Classification of Music-Evoked Emotions from EEG signals using Self-Organizing Maps

Abstract

The use of music to address some emotional, cognitive, and physical needs of an individual, as proposed by Music therapy, requires to at least identify the emotional expression that a piece of music evoke in people. The aim of this study is to build a computational system to identify emotions as temporal representations from Electroencephalography (EEG) signals. First, a set of eight pieces of music are composed to theoretically evoke four emotions in people: happiness, sadness, calmness and anger. Then, EEG signals from 30 participants are recorded, first when they remain silence for one minute (baseline) and then while they are listening the stimuli (the eight pieces of music). After listening each stimulus, participants provide a score in terms of Arousal and Valence through the self-assessment manikin test (SAM). The EEGLife dataset is built by reducing noise and cleaning artifacts from raw EEG signals and using the participant’s scores. A set of Self-Organizing Maps (the SOM model) is proposed to classify emotions. A subject-specific training schema with 20% per participant for validation is used not only for the EEGLife dataset, but also for the well-known benchmark DEAP dataset.

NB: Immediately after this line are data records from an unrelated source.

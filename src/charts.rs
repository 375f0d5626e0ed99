//! Chart adapters: backend response shapes into one uniform series model.
//!
//! The shape of a chart payload is decided once, at the fetch boundary, by
//! tagging it as a `ChartData` variant. Everything downstream consumes the
//! uniform `ChartModel` and never re-inspects raw JSON. Missing numeric
//! values coerce to 0 for display only; the source payload is never mutated.

use serde::{Deserialize, Serialize};

use crate::types::{ChartQuery, SmartChart};

// ---------------------------------------------------------------------------
// Tagged payload variants
// ---------------------------------------------------------------------------

/// Time series as parallel date/amount arrays. The canned `sales_over_time`
/// query calls the second array `amounts`; `/analytics/timeseries` calls it
/// `values`.
#[derive(Debug, Clone, Default, PartialEq, Serialize, Deserialize)]
pub struct TimeseriesData {
    #[serde(default)]
    pub dates: Vec<String>,
    #[serde(default, alias = "values")]
    pub amounts: Vec<Option<f64>>,
}

/// One labeled magnitude from a grouped aggregate (`by_region`,
/// `by_customer`, `/analytics/query`). The backend keeps the group column's
/// original name, so label and value both fall back to the first matching
/// field.
#[derive(Debug, Clone, Default, PartialEq, Serialize, Deserialize)]
pub struct CategoryPoint {
    #[serde(default)]
    pub label: Option<String>,
    #[serde(default)]
    pub value: Option<f64>,
    #[serde(flatten)]
    pub extra: serde_json::Map<String, serde_json::Value>,
}

impl CategoryPoint {
    pub fn display_label(&self) -> String {
        if let Some(label) = &self.label {
            return label.clone();
        }
        for key in ["name", "category", "x"] {
            if let Some(serde_json::Value::String(s)) = self.extra.get(key) {
                return s.clone();
            }
        }
        self.extra
            .values()
            .find_map(|v| v.as_str().map(str::to_string))
            .unwrap_or_default()
    }

    pub fn magnitude(&self) -> f64 {
        if let Some(v) = self.value {
            return v;
        }
        if let Some(v) = self.extra.get("y").and_then(|v| v.as_f64()) {
            return v;
        }
        self.extra
            .values()
            .find_map(serde_json::Value::as_f64)
            .unwrap_or(0.0)
    }
}

/// One product's signed profit from `most_profitable_product`.
#[derive(Debug, Clone, Default, PartialEq, Serialize, Deserialize)]
pub struct ProductProfit {
    #[serde(default)]
    pub product: Option<String>,
    #[serde(default)]
    pub profit: Option<f64>,
}

/// A chart payload, tagged by shape at the fetch boundary.
#[derive(Debug, Clone, PartialEq, Serialize, Deserialize)]
#[serde(tag = "kind", rename_all = "lowercase")]
pub enum ChartData {
    Timeseries(TimeseriesData),
    Categorical { points: Vec<CategoryPoint> },
    Ranked { points: Vec<ProductProfit> },
}

impl ChartData {
    /// Classify the raw `data` field of an `/ai/query` response by the query
    /// that produced it. Returns `None` when the payload does not match the
    /// expected shape (logged, not fatal).
    pub fn from_ai_payload(query: ChartQuery, payload: serde_json::Value) -> Option<ChartData> {
        if payload.is_null() {
            return None;
        }
        let result = match query {
            ChartQuery::SalesOverTime => {
                serde_json::from_value::<TimeseriesData>(payload).map(ChartData::Timeseries)
            }
            ChartQuery::MostProfitableProduct => {
                serde_json::from_value::<Vec<ProductProfit>>(payload)
                    .map(|points| ChartData::Ranked { points })
            }
            ChartQuery::ByRegion | ChartQuery::ByCustomer => {
                serde_json::from_value::<Vec<CategoryPoint>>(payload)
                    .map(|points| ChartData::Categorical { points })
            }
        };
        match result {
            Ok(data) => Some(data),
            Err(e) => {
                log::warn!("Unusable {} payload: {}", query.as_str(), e);
                None
            }
        }
    }

    /// Convert a smart-dashboard chart into a tagged payload by its declared
    /// type. Unknown types yield `None` and the view shows the chart's
    /// description instead.
    pub fn from_smart_chart(chart: &SmartChart) -> Option<ChartData> {
        match chart.chart_type.as_str() {
            "line" => Some(ChartData::Timeseries(TimeseriesData {
                dates: chart.data.iter().map(|p| p.axis_label()).collect(),
                amounts: chart.data.iter().map(|p| Some(p.magnitude())).collect(),
            })),
            "bar" => Some(ChartData::Ranked {
                points: chart
                    .data
                    .iter()
                    .map(|p| ProductProfit {
                        product: Some(p.axis_label()),
                        profit: Some(p.magnitude()),
                    })
                    .collect(),
            }),
            "pie" => Some(ChartData::Categorical {
                points: chart
                    .data
                    .iter()
                    .map(|p| CategoryPoint {
                        label: Some(p.axis_label()),
                        value: Some(p.magnitude()),
                        extra: serde_json::Map::new(),
                    })
                    .collect(),
            }),
            other => {
                log::debug!("Unknown smart chart type '{}', skipping", other);
                None
            }
        }
    }
}

// ---------------------------------------------------------------------------
// Uniform model
// ---------------------------------------------------------------------------

/// Axis labels and series naming passed through to the renderer.
#[derive(Debug, Clone, Default, PartialEq, Serialize, Deserialize)]
#[serde(rename_all = "camelCase")]
pub struct ChartOptions {
    pub x_label: Option<String>,
    pub y_label: Option<String>,
    pub series_label: Option<String>,
}

impl ChartOptions {
    pub fn labeled(x: &str, y: &str) -> Self {
        Self {
            x_label: Some(x.to_string()),
            y_label: Some(y.to_string()),
            series_label: None,
        }
    }
}

#[derive(Debug, Clone, PartialEq, Serialize, Deserialize)]
#[serde(rename_all = "camelCase")]
pub struct Series {
    pub label: String,
    pub values: Vec<f64>,
}

/// Chart-library-agnostic model: one label per x position, one or more
/// aligned value series.
#[derive(Debug, Clone, Default, PartialEq, Serialize, Deserialize)]
#[serde(rename_all = "camelCase")]
pub struct ChartModel {
    pub labels: Vec<String>,
    pub series: Vec<Series>,
    #[serde(default)]
    pub options: ChartOptions,
}

impl ChartModel {
    /// True when there is anything worth drawing. Empty and all-zero series
    /// both render the explicit "no data" affordance, distinct from a
    /// loading skeleton.
    pub fn has_data(&self) -> bool {
        !self.labels.is_empty()
            && self
                .series
                .iter()
                .any(|s| s.values.iter().any(|v| *v != 0.0))
    }
}

/// Map a tagged payload into the uniform model, order-preserved.
pub fn to_chart_model(data: &ChartData, options: &ChartOptions) -> ChartModel {
    let series_label = |fallback: &str| {
        options
            .series_label
            .clone()
            .unwrap_or_else(|| fallback.to_string())
    };

    match data {
        ChartData::Timeseries(ts) => ChartModel {
            labels: ts.dates.clone(),
            series: vec![Series {
                label: series_label("Amount"),
                values: ts.amounts.iter().map(|a| a.unwrap_or(0.0)).collect(),
            }],
            options: options.clone(),
        },
        ChartData::Categorical { points } => ChartModel {
            labels: points.iter().map(CategoryPoint::display_label).collect(),
            series: vec![Series {
                label: series_label("Value"),
                values: points.iter().map(CategoryPoint::magnitude).collect(),
            }],
            options: options.clone(),
        },
        ChartData::Ranked { points } => ChartModel {
            labels: points
                .iter()
                .map(|p| p.product.clone().unwrap_or_default())
                .collect(),
            series: vec![Series {
                label: series_label("Profit"),
                values: points.iter().map(|p| p.profit.unwrap_or(0.0)).collect(),
            }],
            options: options.clone(),
        },
    }
}

#[cfg(test)]
mod tests {
    use super::*;
    use serde_json::json;

    #[test]
    fn test_timeseries_preserves_length_and_order() {
        let data = ChartData::Timeseries(TimeseriesData {
            dates: vec!["2024-01-01".into(), "2024-01-02".into(), "2024-01-03".into()],
            amounts: vec![Some(10.0), None, Some(30.0)],
        });
        let model = to_chart_model(&data, &ChartOptions::labeled("Date", "Sales"));
        assert_eq!(model.labels.len(), 3);
        assert_eq!(model.labels[0], "2024-01-01");
        assert_eq!(model.labels[2], "2024-01-03");
        // null coerces to 0 for display
        assert_eq!(model.series[0].values, vec![10.0, 0.0, 30.0]);
        assert!(model.has_data());
    }

    #[test]
    fn test_categorical_falls_back_to_first_fields() {
        // grouped aggregates keep the group column's original name
        let points: Vec<CategoryPoint> = serde_json::from_value(json!([
            {"region": "EU", "amount": 500.0},
            {"region": "NA", "amount": 700.0}
        ]))
        .unwrap();
        let data = ChartData::Categorical { points };
        let model = to_chart_model(&data, &ChartOptions::default());
        assert_eq!(model.labels, vec!["EU", "NA"]);
        assert_eq!(model.series[0].values, vec![500.0, 700.0]);
    }

    #[test]
    fn test_ranked_preserves_backend_ordering() {
        let data = ChartData::Ranked {
            points: vec![
                ProductProfit {
                    product: Some("Widget".into()),
                    profit: Some(900.0),
                },
                ProductProfit {
                    product: Some("Gadget".into()),
                    profit: Some(-50.0),
                },
            ],
        };
        let model = to_chart_model(&data, &ChartOptions::labeled("Product", "Profit"));
        assert_eq!(model.labels, vec!["Widget", "Gadget"]);
        assert_eq!(model.series[0].values, vec![900.0, -50.0]);
    }

    #[test]
    fn test_all_zero_series_is_not_data() {
        let data = ChartData::Categorical {
            points: serde_json::from_value(json!([
                {"label": "A", "value": 0.0},
                {"label": "B", "value": 0.0}
            ]))
            .unwrap(),
        };
        let model = to_chart_model(&data, &ChartOptions::default());
        assert!(!model.has_data());

        let empty = to_chart_model(
            &ChartData::Categorical { points: Vec::new() },
            &ChartOptions::default(),
        );
        assert!(!empty.has_data());
    }

    #[test]
    fn test_ai_payload_classification() {
        let ts = ChartData::from_ai_payload(
            ChartQuery::SalesOverTime,
            json!({"dates": ["2024-01-01"], "amounts": [12.0]}),
        )
        .unwrap();
        assert!(matches!(ts, ChartData::Timeseries(_)));

        let ranked = ChartData::from_ai_payload(
            ChartQuery::MostProfitableProduct,
            json!([{"product": "Widget", "profit": 10.0}]),
        )
        .unwrap();
        assert!(matches!(ranked, ChartData::Ranked { .. }));

        let cat = ChartData::from_ai_payload(
            ChartQuery::ByRegion,
            json!([{"region": "EU", "amount": 5.0}]),
        )
        .unwrap();
        assert!(matches!(cat, ChartData::Categorical { .. }));

        assert!(ChartData::from_ai_payload(ChartQuery::ByRegion, json!(null)).is_none());
    }

    #[test]
    fn test_smart_chart_conversion_by_declared_type() {
        let chart: SmartChart = serde_json::from_value(json!({
            "title": "Revenue Over Time",
            "type": "line",
            "data": [
                {"x": "2024-01", "y": 100.0},
                {"x": "2024-02", "y": 150.0}
            ]
        }))
        .unwrap();
        let data = ChartData::from_smart_chart(&chart).unwrap();
        let model = to_chart_model(&data, &ChartOptions::default());
        assert_eq!(model.labels, vec!["2024-01", "2024-02"]);
        assert_eq!(model.series[0].values, vec![100.0, 150.0]);

        let unknown: SmartChart =
            serde_json::from_value(json!({"title": "t", "type": "scatter", "data": []})).unwrap();
        assert!(ChartData::from_smart_chart(&unknown).is_none());
    }
}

Cross-correlation and bandpower features are extracted from both datasets to feed the model. A Density Peaks clustering algorithm and a fuzzy system are used to find the final emotional scores for the model. Precision, Recall, F1Score and Accuracy metrics are used to assess the performance of the proposed model. Results show that emotional expression information is extracted easier from EEGLife than DEAP dataset. Finally, the SOM model has an interpretability property, which allows to visually analyze EEG signals in Self-Organizing Maps.